Nos últimos anos, o tema do racismo tem tomado a cena no


Brasil e no mundo. Seja pela mídia, em manifestações nas ruas
ou nas redes sociais, o modo como classificamos as pessoas de
acordo com a tonalidade da pele e outras características
fenotípicas tem sido alvo de intensos questionamentos.

Antes de falarmos de racismo no Brasil e sobre os


posicionamentos da Psicologia brasileira, é preciso distinguir
racismo de injúria racial.
A injúria racial significa associar traços fenotípicos a
termos pejorativos para ofender uma pessoa
(violência moral e psicológica) ou tratar alguém de
modo diferente, em virtude de seus traços físicos,
como barrar o acesso de uma pessoa a determinado
espaço ou fazer acusações sem outra sustentação
que não o preconceito.
Mas a injúria racial é só a “ponta do iceberg” do racismo
estrutural, que é um sistema muito mais sutil e complexo.

Ele se manifesta, por exemplo:

Quando alguém sente mais medo de um jovem negro do que de


um jovem branco, ao andar pela rua à noite.
Quando alguém supõe que um negro é pobre ou tem um cargo
subalterno, pelo simples fato de ele ser negro.
Quando a sociedade constrói padrões de beleza associados a
traços brancos e europeus e, por consequência, considera feios
todos os traços físicos associados à raça negra, como pele
escura, cabelos crespos ou nariz menos angulado.
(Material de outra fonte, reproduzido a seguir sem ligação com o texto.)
//! Trait definitions for external interactions
//!
//! These traits define the boundaries between the extraction pipeline and
//! its collaborators. Implementations live in other crates.

use crate::{Attachment, AttachmentId, Draft, Job, JobId, JobStatus, NewJob};
use async_trait::async_trait;

/// Persistence for extraction jobs
///
/// Implemented by the infrastructure layer (menudraft-store)
#[async_trait]
pub trait JobRepository: Send + Sync {
    /// Error type for repository operations
    type Error: std::error::Error + Send + Sync + 'static;

    /// Insert a new queued job
    async fn create(&self, new_job: NewJob, now_ms: u64) -> Result<Job, Self::Error>;

    /// Get a job by ID
    async fn get(&self, id: JobId) -> Result<Option<Job>, Self::Error>;

    /// Atomically move a job from `queued` to `processing`.
    ///
    /// Returns `false` when the job is not currently queued, so that only
    /// one of several concurrent callers proceeds.
    async fn claim(&self, id: JobId, now_ms: u64) -> Result<bool, Self::Error>;

    /// Change a job's status (and error message), validating the transition
    async fn update_status(
        &self,
        id: JobId,
        status: JobStatus,
        error: Option<String>,
        now_ms: u64,
    ) -> Result<(), Self::Error>;

    /// Persist a finished draft and move the job to `done`
    async fn update_result(
        &self,
        id: JobId,
        extracted_text: String,
        draft: Draft,
        now_ms: u64,
    ) -> Result<(), Self::Error>;

    /// Move every job stuck in `processing` since before `cutoff_ms` back to
    /// `queued`, returning the requeued ids
    async fn requeue_stuck(&self, cutoff_ms: u64, now_ms: u64) -> Result<Vec<JobId>, Self::Error>;
}

/// Read access to uploaded attachments
///
/// Implemented by the infrastructure layer (menudraft-store)
#[async_trait]
pub trait AttachmentRepository: Send + Sync {
    /// Error type for attachment operations
    type Error: std::error::Error + Send + Sync + 'static;

    /// Get attachment metadata by ID
    async fn get(&self, id: AttachmentId) -> Result<Option<Attachment>, Self::Error>;

    /// Download the attachment content
    async fn download_bytes(&self, storage_location: &str) -> Result<Vec<u8>, Self::Error>;
}

/// Inline document sent to a generative model
#[derive(Debug, Clone, PartialEq, Eq)]
pub struct DocumentPart {
    /// MIME type of the document
    pub mime_type: String,
    /// Base64-encoded document content
    pub data_base64: String,
}

/// Generative extraction service
///
/// Implemented by the infrastructure layer (menudraft-llm)
#[async_trait]
pub trait LlmProvider: Send + Sync {
    /// Error type for LLM operations
    type Error: std::error::Error + Send + Sync + 'static;

    /// Generate a completion for a prompt with an attached document
    async fn generate_with_document(
        &self,
        prompt: &str,
        document: &DocumentPart,
    ) -> Result<String, Self::Error>;

    /// Name of the model answering requests
    fn model_name(&self) -> &str;
}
É importante observar que as pessoas podem não fazer isso


intencionalmente e, às vezes, podem até se reprimir quando
percebem que o erro foi baseado em preconceito. Fazem isso
porque, querendo ou não, todos fomos criados dentro de uma
cultura que transmite esses valores de forma subliminar, ou seja,
sem que tenhamos consciência de que estamos reproduzindo
preconceitos.

Comentário
Veja, por exemplo, por quantas décadas as pessoas negras só
tinham papel de empregados domésticos e escravos nas novelas
e nunca figuravam nos comerciais. Isso cria aquilo que
chamamos de falta de representatividade, ou seja, negros e
brancos crescem acreditando que não é possível aos negros
serem outra coisa diferente de subalternos, o que acarreta,
obviamente, uma alta carga de sofrimento psíquico à população
negra.

A despeito de todas as lutas que o movimento negro traça há


muito tempo por uma sociedade mais justa e equânime, foi
somente nas últimas décadas que o tecido social se tornou mais
permeável a escutar o sofrimento dessa importante parcela da
população. A população negra começa a ter espaço para
ressignificar a beleza atribuída aos seus traços, exibindo sem
vergonha suas altas cabeleiras, abusando dos turbantes e
tecidos de estampas étnicas e exaltando suas raízes. Sua história
pode, enfim, ser recontada, não mais como escravos, mas como
civilizações que foram escravizadas e conseguiram sua liberdade
por meio da luta e não da benesse da nobreza portuguesa. O
racismo passa a ser nomeado e afirmado pela população negra,
pois é quem possui, como se diz nos jargões da Psicologia, o
“lugar da fala”. O mito da democracia racial começou a ruir e
todos, cidadãos e psicólogos, negros ou não, vimo-nos obrigados
a rever profundamente nossos valores e perceber que eles
também reproduziam preconceitos raciais.

A ciência já provou que não existem raças humanas, elas podem


ser entendidas como constructos que, apesar de não terem uma
existência concreta, são resultado de modelos e práticas vigentes
em dado momento histórico. O racismo, entretanto, existe. Ele é
considerado um sistema de saberes implícitos e explícitos, que
organiza formas de subjetivação e atua nos modos de viver com
abrangência ampla, complexa e violenta. Atravessa e estrutura as
formas de relação e, portanto, penetra e participa da cultura, da
política, da economia e da ética, forjando experiências subjetivas
e de vínculo social e institucional diferenciados para negros e
brancos.

É preciso colocar que o racismo é estrutural no Brasil, ou seja,


é uma configuração de forças da realidade que atravessa a todos
os sujeitos, modulando formas de relações. Lançar essa
afirmação não implica necessariamente dizer que todos os
sujeitos brasileiros são racistas, mas todos, de um modo ou de
outro, são afetados pelo racismo existente, sendo beneficiados
ou prejudicados.

Apenas nos últimos anos, empresas, instituições e universidades


têm se questionado sobre as consequências do racismo
estrutural nos seus quadros de pessoal e investido em políticas
afirmativas que visam distribuir oportunidades de liderança de
modo mais uniforme entre negros e brancos, bem como
contratado profissionais, inclusive psicólogos, para consultorias e
programas de treinamento em diversidade e inclusão.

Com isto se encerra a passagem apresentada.